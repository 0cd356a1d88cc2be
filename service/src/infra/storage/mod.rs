//! Blob [`Storage`]-related implementations.

pub mod fs;

use derive_more::{AsRef, Display, Error as StdError, From};

use crate::domain::deal;

pub use self::fs::Fs;

/// Blob storage operation.
pub use common::Handler as Storage;

/// [`Storage`] error.
#[derive(Debug, Display, From, StdError)]
pub enum Error {
    /// Filesystem error.
    #[display("filesystem operation failed: {_0}")]
    Io(std::io::Error),
}

/// Relative location of a blob inside a [`Storage`].
#[derive(AsRef, Clone, Debug, Display, Eq, From, PartialEq)]
#[as_ref(str, String)]
pub struct Location(String);

impl Location {
    /// Location of the bundled contract template artifact.
    pub const CONTRACT_TEMPLATE: &'static str =
        "templates/rental_agreement.pdf";

    /// Creates a new [`Location`] from the provided relative path.
    #[must_use]
    pub fn new(path: impl Into<String>) -> Self {
        Self(path.into())
    }

    /// Returns the [`Location`] of the contract template artifact.
    #[must_use]
    pub fn contract_template() -> Self {
        Self(Self::CONTRACT_TEMPLATE.into())
    }

    /// Returns the [`Location`] of the whole namespace of the [`deal::Deal`]
    /// with the provided ID.
    ///
    /// [`deal::Deal`]: crate::domain::Deal
    #[must_use]
    pub fn deal_namespace(deal_id: deal::Id) -> Self {
        Self(format!("deals/{deal_id}"))
    }
}

impl From<&deal::FilePath> for Location {
    fn from(path: &deal::FilePath) -> Self {
        Self(AsRef::<str>::as_ref(path).to_owned())
    }
}

/// Operation to store a blob at a [`Location`], creating missing parent
/// directories and overwriting any existing blob.
#[derive(Clone, Debug)]
pub struct Store {
    /// [`Location`] to store the blob at.
    pub location: Location,

    /// Bytes of the blob.
    pub bytes: Vec<u8>,
}

/// Operation to load blob bytes from a [`Location`].
#[derive(Clone, Debug)]
pub struct Load(pub Location);

/// Operation to check whether a blob exists at a [`Location`].
#[derive(Clone, Debug)]
pub struct Exists(pub Location);

/// Operation to recursively remove everything under a [`Location`].
///
/// Removing a missing [`Location`] is a no-op.
#[derive(Clone, Debug)]
pub struct Purge(pub Location);
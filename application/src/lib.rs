//! Application provides API for interacting with the [`Service`].

#![deny(
    nonstandard_style,
    rust_2018_idioms,
    rustdoc::all,
    trivial_casts,
    trivial_numeric_casts,
    unsafe_code
)]
#![forbid(non_ascii_idents)]
#![warn(
    clippy::allow_attributes,
    clippy::allow_attributes_without_reason,
    clippy::pedantic,
    clippy::wildcard_enum_match_arm,
    deprecated_in_future,
    missing_copy_implementations,
    missing_debug_implementations,
    missing_docs,
    unreachable_pub,
    unused_crate_dependencies,
    unused_import_braces,
    unused_labels,
    unused_lifetimes,
    unused_qualifications,
    unused_results
)]

pub mod api;
pub mod args;
pub mod config;
mod context;
pub mod error;

use std::sync::Arc;

use axum::{
    response::{IntoResponse, Response},
    Extension, Json,
};
use derive_more::Debug;
use juniper::{http::GraphQLBatchResponse, DefaultScalarValue, ScalarValue};
use juniper_axum::extract::JuniperRequest;
// Used in binary.
use axum_client_ip as _;
use refinery as _;
use tower_http as _;
use tracing_subscriber as _;

pub use self::{
    args::Args,
    config::Config,
    context::{Context, Session},
    error::{AsError, Error},
};

/// [`Service`] with filled infrastructure dependencies.
///
/// [`Service`]: service::Service
pub type Service = service::Service<service::infra::Postgres, service::infra::Fs>;

/// [`juniper`] GraphQL response.
#[derive(Debug)]
pub struct JuniperResponse<S = DefaultScalarValue>
where
    S: ScalarValue,
{
    /// Status code of the response.
    pub status_code: http::StatusCode,

    /// Underlying GraphQL response.
    #[debug(skip)]
    pub response: GraphQLBatchResponse<S>,
}

impl<S> IntoResponse for JuniperResponse<S>
where
    S: ScalarValue,
{
    fn into_response(self) -> Response {
        let Self {
            status_code,
            response,
        } = self;

        if response.is_ok() {
            Json(response).into_response()
        } else {
            (status_code, Json(response)).into_response()
        }
    }
}

/// GraphQL API handler.
pub async fn graphql(
    Extension(schema): Extension<Arc<api::Schema>>,
    context: Context,
    JuniperRequest(gql_request): JuniperRequest,
) -> JuniperResponse {
    JuniperResponse {
        status_code: context.error_status_code(),
        response: gql_request.execute(&*schema, &context).await,
    }
}
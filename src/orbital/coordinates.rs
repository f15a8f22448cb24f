//! Coordinate transformation utilities for orbital mechanics

use bevy::math::DVec3;
use chrono::{DateTime, Datelike, Timelike, Utc};
use serde::Serialize;

/// WGS84 equatorial radius in km
pub const WGS84_A_KM: f64 = 6378.137;
/// WGS84 flattening
pub const WGS84_F: f64 = 1.0 / 298.257_223_563;

/// Geodetic longitude/latitude pair in degrees
#[derive(Clone, Copy, Debug, PartialEq, Serialize)]
pub struct GeoPoint {
    pub lon_deg: f64,
    pub lat_deg: f64,
}

impl GeoPoint {
    pub fn new(lon_deg: f64, lat_deg: f64) -> Self {
        Self {
            lon_deg: normalize_longitude_deg(lon_deg),
            lat_deg: lat_deg.clamp(-90.0, 90.0),
        }
    }

    pub fn is_finite(&self) -> bool {
        self.lon_deg.is_finite() && self.lat_deg.is_finite()
    }
}

/// Wrap a longitude into [-180, 180)
pub fn normalize_longitude_deg(lon: f64) -> f64 {
    (lon + 180.0).rem_euclid(360.0) - 180.0
}

/// Compute the Julian Date (UTC) for a given timestamp.
/// Uses the standard Gregorian calendar to JD conversion.
pub fn julian_date_utc(t: DateTime<Utc>) -> f64 {
    let mut y = t.year();
    let mut m = t.month() as i32;
    let d = t.day() as i32;

    let sec = t.second() as f64 + (t.nanosecond() as f64) * 1e-9_f64;
    let day_fraction = (t.hour() as f64 + (t.minute() as f64 + sec / 60.0) / 60.0) / 24.0;

    if m <= 2 {
        y -= 1;
        m += 12;
    }

    let a = (y as f64 / 100.0).floor();
    let b = 2.0 - a + (a / 4.0).floor();

    let jd0 = (365.25 * (y as f64 + 4716.0)).floor()
        + (30.6001 * ((m + 1) as f64)).floor()
        + d as f64
        + b
        - 1524.5;

    jd0 + day_fraction
}

/// Greenwich Mean Sidereal Time (radians), IAU 1982 polynomial.
/// Assumes UT1 ~= UTC, which is well below map resolution.
pub fn gmst_rad(t: DateTime<Utc>) -> f64 {
    let t_cent = (julian_date_utc(t) - 2451545.0) / 36525.0;

    let gmst_sec =
        67310.54841 + (876600.0 * 3600.0 + 8640184.812866) * t_cent + 0.093104 * t_cent * t_cent
            - 6.2e-6 * t_cent * t_cent * t_cent;

    let sec_in_day = 86400.0_f64;
    gmst_sec.rem_euclid(sec_in_day) * (std::f64::consts::TAU / sec_in_day)
}

/// Rotate ECI (TEME) -> ECEF by -GMST about Z
pub fn eci_to_ecef_km(eci: DVec3, gmst: f64) -> DVec3 {
    let (s, c) = gmst.sin_cos();
    let x = c * eci.x + s * eci.y;
    let y = -s * eci.x + c * eci.y;
    DVec3::new(x, y, eci.z)
}

/// ECEF (km) to WGS84 geodetic longitude/latitude, iterating on latitude
pub fn ecef_to_geodetic(ecef: DVec3) -> GeoPoint {
    let e2 = 2.0 * WGS84_F - WGS84_F * WGS84_F;
    let p = (ecef.x * ecef.x + ecef.y * ecef.y).sqrt();
    let lon = ecef.y.atan2(ecef.x);

    let mut lat = ecef.z.atan2(p * (1.0 - e2));
    for _ in 0..10 {
        let sin_lat = lat.sin();
        let n = WGS84_A_KM / (1.0 - e2 * sin_lat * sin_lat).sqrt();
        let next = (ecef.z + e2 * n * sin_lat).atan2(p);
        if (next - lat).abs() < 1e-12 {
            lat = next;
            break;
        }
        lat = next;
    }

    GeoPoint::new(lon.to_degrees(), lat.to_degrees())
}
---*---
## Work request
In the entries above, find each line with the word "String" and copy it.

## Answer for this exercise
#[as_ref(str, String)]
pub struct Location(String);
    pub fn new(path: impl Into<String>) -> Self {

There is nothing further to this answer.